### What is required
Return the entire listing, word for word.

*** Opening of Data supplied ***

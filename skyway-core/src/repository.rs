use async_trait::async_trait;
use chrono::{DateTime, Utc};
use uuid::Uuid;

use crate::models::{Booking, Flight, SalesRow, User};
use crate::search::FlightSearchQuery;
use crate::CoreResult;

/// Repository trait for flight data access
#[async_trait]
pub trait FlightRepository: Send + Sync {
    async fn create_flight(&self, flight: &Flight) -> CoreResult<()>;

    async fn get_flight(&self, id: Uuid) -> CoreResult<Option<Flight>>;

    /// Matching flights ordered by departure time.
    async fn search_flights(&self, query: &FlightSearchQuery) -> CoreResult<Vec<Flight>>;
}

/// Repository trait for bookings. Every method that touches a seat flag
/// changes the seat and the booking in one atomic unit.
#[async_trait]
pub trait BookingRepository: Send + Sync {
    /// Claims `booking.seat_number` on `booking.flight_id` and stores the booking.
    ///
    /// Fails with `NotFound` for an unknown flight, `ValidationError` for a seat
    /// that is not on the flight and `Conflict` when the seat is already taken.
    async fn claim_seat(&self, booking: &Booking) -> CoreResult<Booking>;

    /// Moves a pending booking to confirmed. `Conflict` if it is not pending.
    async fn confirm_booking(&self, id: Uuid, payment_reference: &str) -> CoreResult<Booking>;

    /// Cancels a booking and releases its seat. `Conflict` if already cancelled.
    async fn cancel_booking(&self, id: Uuid) -> CoreResult<Booking>;

    async fn get_booking(&self, id: Uuid) -> CoreResult<Option<Booking>>;

    /// Newest first.
    async fn list_bookings_for_user(&self, user_id: Uuid) -> CoreResult<Vec<Booking>>;

    async fn list_bookings_for_flight(&self, flight_id: Uuid) -> CoreResult<Vec<Booking>>;

    /// Cancels pending bookings created before `cutoff`, releasing their seats.
    async fn release_expired_holds(&self, cutoff: DateTime<Utc>) -> CoreResult<Vec<Booking>>;

    /// Confirmed bookings per flight, highest revenue first.
    async fn sales_report(&self) -> CoreResult<Vec<SalesRow>>;
}

/// Repository trait for user accounts
#[async_trait]
pub trait UserRepository: Send + Sync {
    /// `Conflict` when the (normalized) email is already registered.
    async fn create_user(&self, user: &User) -> CoreResult<()>;

    async fn find_by_email(&self, email: &str) -> CoreResult<Option<User>>;

    async fn get_user(&self, id: Uuid) -> CoreResult<Option<User>>;
}

/// Tracks revoked access tokens by their `jti`.
#[async_trait]
pub trait SessionStore: Send + Sync {
    async fn revoke(&self, jti: &str, ttl_seconds: u64) -> CoreResult<()>;

    async fn is_revoked(&self, jti: &str) -> CoreResult<bool>;
}

/// Fixed-window request counter.
#[async_trait]
pub trait RateLimiter: Send + Sync {
    /// Counts one hit against `key`; `false` once `limit` is exceeded in the window.
    async fn check_rate_limit(&self, key: &str, limit: i64, window_seconds: i64) -> CoreResult<bool>;
}

#[async_trait]
pub trait EventPublisher: Send + Sync {
    async fn publish(&self, topic: &str, key: &str, payload: &str) -> CoreResult<()>;
}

*** Close of Data supplied ***

### Written response
filename skyway-core/src/repository.rs
use async_trait::async_trait;
use chrono::{DateTime, Utc};
use uuid::Uuid;

use crate::models::{Booking, Flight, SalesRow, User};
use crate::search::FlightSearchQuery;
use crate::CoreResult;

/// Repository trait for flight data access
#[async_trait]
pub trait FlightRepository: Send + Sync {
    async fn create_flight(&self, flight: &Flight) -> CoreResult<()>;

    async fn get_flight(&self, id: Uuid) -> CoreResult<Option<Flight>>;

    /// Matching flights ordered by departure time.
    async fn search_flights(&self, query: &FlightSearchQuery) -> CoreResult<Vec<Flight>>;
}

/// Repository trait for bookings. Every method that touches a seat flag
/// changes the seat and the booking in one atomic unit.
#[async_trait]
pub trait BookingRepository: Send + Sync {
    /// Claims `booking.seat_number` on `booking.flight_id` and stores the booking.
    ///
    /// Fails with `NotFound` for an unknown flight, `ValidationError` for a seat
    /// that is not on the flight and `Conflict` when the seat is already taken.
    async fn claim_seat(&self, booking: &Booking) -> CoreResult<Booking>;

    /// Moves a pending booking to confirmed. `Conflict` if it is not pending.
    async fn confirm_booking(&self, id: Uuid, payment_reference: &str) -> CoreResult<Booking>;

    /// Cancels a booking and releases its seat. `Conflict` if already cancelled.
    async fn cancel_booking(&self, id: Uuid) -> CoreResult<Booking>;

    async fn get_booking(&self, id: Uuid) -> CoreResult<Option<Booking>>;

    /// Newest first.
    async fn list_bookings_for_user(&self, user_id: Uuid) -> CoreResult<Vec<Booking>>;

    async fn list_bookings_for_flight(&self, flight_id: Uuid) -> CoreResult<Vec<Booking>>;

    /// Cancels pending bookings created before `cutoff`, releasing their seats.
    async fn release_expired_holds(&self, cutoff: DateTime<Utc>) -> CoreResult<Vec<Booking>>;

    /// Confirmed bookings per flight, highest revenue first.
    async fn sales_report(&self) -> CoreResult<Vec<SalesRow>>;
}

/// Repository trait for user accounts
#[async_trait]
pub trait UserRepository: Send + Sync {
    /// `Conflict` when the (normalized) email is already registered.
    async fn create_user(&self, user: &User) -> CoreResult<()>;

    async fn find_by_email(&self, email: &str) -> CoreResult<Option<User>>;

    async fn get_user(&self, id: Uuid) -> CoreResult<Option<User>>;
}

/// Tracks revoked access tokens by their `jti`.
#[async_trait]
pub trait SessionStore: Send + Sync {
    async fn revoke(&self, jti: &str, ttl_seconds: u64) -> CoreResult<()>;

    async fn is_revoked(&self, jti: &str) -> CoreResult<bool>;
}

/// Fixed-window request counter.
#[async_trait]
pub trait RateLimiter: Send + Sync {
    /// Counts one hit against `key`; `false` once `limit` is exceeded in the window.
    async fn check_rate_limit(&self, key: &str, limit: i64, window_seconds: i64) -> CoreResult<bool>;
}

#[async_trait]
pub trait EventPublisher: Send + Sync {
    async fn publish(&self, topic: &str, key: &str, payload: &str) -> CoreResult<()>;
}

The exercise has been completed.